Книга Елизавета Петровна. Императрица, не похожая на других, страница 46. Автор книги Франсина-Доминик Лиштенан

Разделитель для чтения книг в онлайн библиотеке

Онлайн книга «Елизавета Петровна. Императрица, не похожая на других»

Cтраница 46

Интриги австро-британской группировки тотчас возобновились с новой силой. Но канцлеру посредством тщательной ювелирной работы, плодом которой являлась смесь обвинений и неприятных намеков, неизменно ставящих под сомнение достоинство императрицы, удалось отвратить от нее всех дельных сановников, самому же стать незаменимым. Как он этого достиг? Весь секрет Бестужева сводился к двойственной тактике: всячески потворствовать как лени Елизаветы, так и ее тщеславию. Он избавлял ее от всех государственных обязанностей, одновременно обеспечивая наилучшие условия для того, чтобы она могла предаваться наслаждениям . Короче, для нее сместить такого первого министра означало бы волей-неволей переменить свой образ жизни, наконец, взвалить на себя ответственность за множество дел, которыми ранее ведал он один. А Елизавета в течение первых десяти лет своего царствования становилась чем дальше, тем рассеяннее. С 1742 до 1744 года она еще председательствовала на министерских Конференциях при Высочайшем дворе, время от времени заглядывала и в Сенат, по пустопорожние разговоры ей наскучили, вскоре она передоверила эту задачу Бестужеву, в ту пору еще вице-канцлеру, но уже всемогущему — Черкасский был слишком стар, чтобы реально исполнять функции главы правительства.

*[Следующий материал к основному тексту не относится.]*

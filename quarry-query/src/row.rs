//! Rows returned by the executor and the records built from them.
//!
//! A [`Row`] is the raw column map an executor hands back. A [`Record`] wraps
//! a row with its model name and any associations the resolver attached.

use indexmap::IndexMap;
use serde_json::{Map as JsonMap, Value as JsonValue};

use crate::error::{QueryError, QueryResult};
use crate::value::Value;

/// Column name to value, in the order the executor returned them.
pub type Row = IndexMap<String, Value>;

/// Resolved association data attached to a record.
#[derive(Debug, Clone, PartialEq)]
pub enum Association {
    /// `BelongsTo` / `HasOne`: the matching record, if any.
    One(Option<Box<Record>>),
    /// `HasMany`: all matching records (possibly none).
    Many(Vec<Record>),
}

impl Association {
    /// The single record, for `One`.
    pub fn as_one(&self) -> Option<&Record> {
        match self {
            Self::One(record) => record.as_deref(),
            Self::Many(_) => None,
        }
    }

    /// The record list, for `Many`.
    pub fn as_many(&self) -> Option<&[Record]> {
        match self {
            Self::Many(records) => Some(records),
            Self::One(_) => None,
        }
    }
}

/// A materialized row of a registered model.
#[derive(Debug, Clone, PartialEq)]
pub struct Record {
    /// Model name the row belongs to.
    pub model: String,
    /// Column values.
    pub fields: Row,
    /// Associations populated by eager loading.
    pub associations: IndexMap<String, Association>,
}

impl Record {
    /// Wrap a row.
    pub fn new(model: impl Into<String>, fields: Row) -> Self {
        Self {
            model: model.into(),
            fields,
            associations: IndexMap::new(),
        }
    }

    /// Get a column value.
    pub fn get(&self, column: &str) -> Option<&Value> {
        self.fields.get(column)
    }

    /// Get an integer column value.
    pub fn get_i64(&self, column: &str) -> QueryResult<i64> {
        match self.fields.get(column) {
            Some(Value::Int(v)) => Ok(*v),
            Some(other) => Err(QueryError::invalid_data_type(
                column,
                format!("expected integer, got {:?}", other),
            )
            .with_model(&self.model)),
            None => Err(QueryError::invalid_data_type(column, "column missing").with_model(&self.model)),
        }
    }

    /// Get a string column value.
    pub fn get_str(&self, column: &str) -> Option<&str> {
        self.fields.get(column).and_then(Value::as_str)
    }

    /// Get a loaded association.
    pub fn association(&self, name: &str) -> Option<&Association> {
        self.associations.get(name)
    }

    /// Check whether an association has been loaded.
    pub fn is_loaded(&self, name: &str) -> bool {
        self.associations.contains_key(name)
    }

    /// Attach a resolved association.
    pub(crate) fn set_association(&mut self, name: impl Into<String>, association: Association) {
        self.associations.insert(name.into(), association);
    }

    /// Convert the record graph to JSON.
    ///
    /// Columns come first in row order, then associations in load order.
    pub fn to_json(&self) -> JsonValue {
        let mut map = JsonMap::with_capacity(self.fields.len() + self.associations.len());
        for (column, value) in &self.fields {
            map.insert(column.clone(), value_to_json(value));
        }
        for (name, association) in &self.associations {
            let json = match association {
                Association::One(Some(record)) => record.to_json(),
                Association::One(None) => JsonValue::Null,
                Association::Many(records) => {
                    JsonValue::Array(records.iter().map(Record::to_json).collect())
                }
            };
            map.insert(name.clone(), json);
        }
        JsonValue::Object(map)
    }
}

fn value_to_json(value: &Value) -> JsonValue {
    serde_json::to_value(value).unwrap_or(JsonValue::Null)
}

#[cfg(test)]
mod tests {
    use super::*;
    use pretty_assertions::assert_eq;
    use serde_json::json;

    fn row(pairs: &[(&str, Value)]) -> Row {
        pairs.iter().map(|(k, v)| (k.to_string(), v.clone())).collect()
    }

    #[test]
    fn test_get_i64() {
        let record = Record::new("User", row(&[("id", Value::Int(1)), ("name", Value::from("a"))]));
        assert_eq!(record.get_i64("id").unwrap(), 1);
        assert!(record.get_i64("name").is_err());
        assert!(record.get_i64("missing").is_err());
        assert_eq!(record.get_str("name"), Some("a"));
    }

    #[test]
    fn test_to_json_with_associations() {
        let mut user = Record::new("User", row(&[("id", Value::Int(1))]));
        let post = Record::new("Post", row(&[("id", Value::Int(10)), ("title", Value::from("Hi"))]));
        user.set_association("posts", Association::Many(vec![post]));
        user.set_association("profile", Association::One(None));

        assert_eq!(
            user.to_json(),
            json!({
                "id": 1,
                "posts": [{"id": 10, "title": "Hi"}],
                "profile": null
            })
        );
    }
}
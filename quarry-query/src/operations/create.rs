//! Create operation for inserting a record.

use indexmap::IndexMap;
use tracing::debug;

use super::ModelClient;
use crate::error::QueryResult;
use crate::sql::{Dialect, SqlBuilder};
use crate::traits::Executor;
use crate::value::Value;

/// Inserts one record.
///
/// ```rust,ignore
/// let id = client
///     .model("User")?
///     .create([("email", Value::from("a@example.com")), ("active", Value::from(true))])
///     .await?;
/// ```
pub struct CreateOperation<'a, E: Executor> {
    model: &'a ModelClient<'a, E>,
    data: IndexMap<String, Value>,
}

impl<'a, E: Executor> CreateOperation<'a, E> {
    /// Create a new Create operation.
    pub fn new(model: &'a ModelClient<'a, E>) -> Self {
        Self {
            model,
            data: IndexMap::new(),
        }
    }

    /// Set column values. Later values for the same column win.
    pub fn data<K: Into<String>, V: Into<Value>>(
        mut self,
        attributes: impl IntoIterator<Item = (K, V)>,
    ) -> Self {
        for (column, value) in attributes {
            self.data.insert(column.into(), value.into());
        }
        self
    }

    /// Set a single column value.
    pub fn set(mut self, column: impl Into<String>, value: impl Into<Value>) -> Self {
        self.data.insert(column.into(), value.into());
        self
    }

    /// Build the SQL query.
    pub fn build_sql(&self) -> (String, Vec<Value>) {
        let mut builder = SqlBuilder::new(self.model.client().dialect());
        builder.push("INSERT INTO ").push(self.model.table());

        if self.data.is_empty() {
            match builder.dialect() {
                Dialect::MySQL => builder.push(" () VALUES ()"),
                Dialect::PostgreSQL | Dialect::SQLite => builder.push(" DEFAULT VALUES"),
            };
            return builder.build();
        }

        let columns: Vec<&str> = self.data.keys().map(String::as_str).collect();
        builder
            .push(" (")
            .push(columns.join(", "))
            .push(") VALUES (")
            .push_params(self.data.values())
            .push(")");
        builder.build()
    }

    /// Execute the insert, returning the generated key when reported.
    pub async fn exec(self) -> QueryResult<Option<Value>> {
        let (sql, values) = self.build_sql();
        let output = self
            .model
            .client()
            .executor()
            .execute(&sql, values)
            .await
            .map_err(|e| e.with_model(self.model.name()).with_sql(&sql))?;

        debug!(
            model = %self.model.name(),
            rows_affected = output.rows_affected,
            "create"
        );
        Ok(output.last_insert_id)
    }
}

На исходе 1745 года Европа низринулась в бездну раздоров, порожденных «Прагматической санкцией». Тогда Елизавета, питая отвращение к любого рода вооруженным интервенциям, стала вести себя непредсказуемо — иррациональные капризы служили ей излюбленным убежищем, способом выиграть время . К императрице стало трудно подступиться даже с самым обычным вопросом. Сначала приходилось добиваться беседы с ней, что само по себе уже представляло задачу, потом — удерживать ее внимание более четверти часа, что выглядело невозможным. Легкомысленная, беспечная, она с отвращением избегала всего, что мало-мальски походило на серьезный разговор, и находила тысячу поводов, чтобы увильнуть от таких испытаний . Чтобы всучить ей письменное обращение, также требовались деликатные маневры: она то отказывалась принимать деловые послания (вечно заявляя, что сейчас неподходящий момент), то забывала, что получила их. Мардефельд всегда имел наготове два конверта с разными датами, чтобы письмо Фридриха попало ей в руки, помеченное нужным числом, в противном случае самого же посла могли обвинить в небрежении своим долгом. Ибо во всех случаях, когда письма терялись или задерживались, ответственность возлагали только на иностранных послов или русских министров. Когда международные отношения особенно обострились, Елизавета стала и вовсе недоступной: находя убежище в нескончаемых паломничествах ко святым местам, отказывалась выслушивать жалобы и советы министров, к какой бы группировке они ни принадлежали; даже наперсницы и фавориты больше не смели заговаривать с ней о делах. Бестужеву приходилось пускаться на уловки, столь же фантастические, сколь и утонченные, чтобы выманить у нее подпись; тем не менее он был единственным, кому это удавалось. А будучи не в духе, она отменяла все аудиенции — не столько из зловредности, сколько от усталости.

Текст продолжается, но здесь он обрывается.